10/02/2020 18:04 EDT

'Justice For Joyce': Quebec Rallies Around Family Of Indigenous Woman Who Died In Hospital

Joyce Echaquan’s husband has announced he will turn to the courts to seek justice for his wife.

Paul Chiasson/La Presse canadienne
Joyce Echaquan's husband Carol Dubé and mother Diane Echaquan attend a candlelight vigil in front of the Joliette, Que. hospital where she died.

MONTREAL — When protesters descend onto the streets of Montreal Saturday to demand an end to systemic racism, Nakuset hopes the sound of their drums is so loud that Joyce Echaquan will hear them, wherever she may be.

“Everytime something truly heart-wrenching happens in the community, it’s almost cathartic to bring people together to mourn and share their anger,” the executive director of the Native Women’s Shelter of Montreal told HuffPost Québec. That’s why she decided to organize a peaceful protest to demand justice for the 37-year-old Indigenous mother who was subjected to racist taunts by health-care workers shortly before her death in a Quebec hospital Monday.

She asks that everyone attending the march bring “a placard, a face mask and a drum, if they have one.”

“The drum represents the heartbeat. Bring your drums and make enough noise to where our cries for justice are heard more loudly than the nurses’ racist vitriol, Nakuset said. We want to show people her death means something. She’s not a statistic.”

“Quebec’s own George Floyd”

Nakuset has been fighting for Indigenous people’s rights for over 20 years. She’s seen many injustices against them take place, but she hopes Joyce Echaquan’s death might be a moment of reckoning for Canada.

Pointing to the impact of George Floyd’s death and how it reignited the Black Lives Matter movement in the United States, she believes “it’s time for Canada to have this moment too.”
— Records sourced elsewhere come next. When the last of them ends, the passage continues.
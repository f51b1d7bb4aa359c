// SPDX-License-Identifier: BUSL-1.1
// Copyright (c) 2026 Alfred Jean LLC

//! `swath reset-status` - return task records to not-submitted.

use crate::commands::find_pipeline_config;
use anyhow::{bail, Result};
use clap::Args;
use std::path::PathBuf;
use swath_config::PipelineSpec;
use swath_store::{StatusStore, PENDING_DIR};

#[derive(Args)]
pub struct ResetArgs {
    /// Pipeline config (for step order; discovered by default)
    #[arg(short = 'c', long = "config", value_name = "FILE")]
    config: Option<PathBuf>,

    /// Reset only the steps after this alias
    #[arg(long = "after-step", value_name = "ALIAS")]
    after_step: Option<String>,

    /// Also discard pending single-record files
    #[arg(short = 'f', long)]
    force: bool,
}

pub fn run(args: ResetArgs) -> Result<()> {
    let cwd = std::env::current_dir()?;
    let config = match args.config {
        Some(path) => path,
        None => find_pipeline_config(&cwd)?,
    };
    let pipeline = PipelineSpec::load(&config)?;
    let order: Vec<String> = pipeline.steps.iter().map(|s| s.alias.clone()).collect();

    if let Some(alias) = &args.after_step {
        if !order.iter().any(|s| s == alias) {
            bail!("pipeline has no step aliased: {}", alias);
        }
    }

    if args.force {
        let pending = cwd.join(PENDING_DIR);
        if pending.is_dir() {
            std::fs::remove_dir_all(&pending)?;
        }
    }

    let mut store = StatusStore::open(&cwd)?;
    let count = store.reset(&order, args.after_step.as_deref())?;
    println!("reset {} task record(s)", count);
    println!("note: artifact files on disk are untouched");
    Ok(())
}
Watch: Coroner launches an inquiry into Joyce Echaquan’s death. Story continues below.


She believes if thousands of people take to the streets this weekend, Quebec Premier François Legault won’t have a choice but to recognize the existence of systemic racism in the province. Up until now, Legault has called the comments made by hospital staff caring for Joyce Echaquan “racist” and “totally unacceptable,” but stated he refuses to believe that “every nurse or the entire health-care system would have had that reaction.”

For Nakuset, it is also “totally unacceptable” that one full year after the Viens Commission determined that Indigenous people face racism in the province’s public institutions, the Legault government has yet to enact the recommendations in its report.

“[Indigenous Affairs Minister] Sylvie D’Amours says 51 recommendations have been applied. Please show me where, ’cause it ain’t happening here,” Nakuset said.

Family seeks justice

Joyce Echaquan’s family announced Friday that it would turn to the courts to seek justice for the young Atikamekw mother.

“They took my wife’s life,” Echaquan’s husband Carol Dubé roared in a raw and powerful declaration before the media. “She died in indignity, when she would have needed her family until the end. She received denigrating comments that proves there is still racism against Indigenous peoples.

Paul Chiasson/La Presse canadienne
One of Joyce Echaquan's son, Dayvon, hugs his father Carol Dubé as he addressed the media on Friday about the death of his wife.

“How many deaths is it going to take to say that there is systemic racism against us?” he bellowed.

Lawyer Jean-François Bertrand, who represents the family, said a complaint would be lodged with the police because he believes a criminal act took place. He also announced the family would seek damages and penalties from the hospital, as well as from every member of staff who was present at the time of Echaquan’s death.

“Those who said nothing are just as guilty,” he said.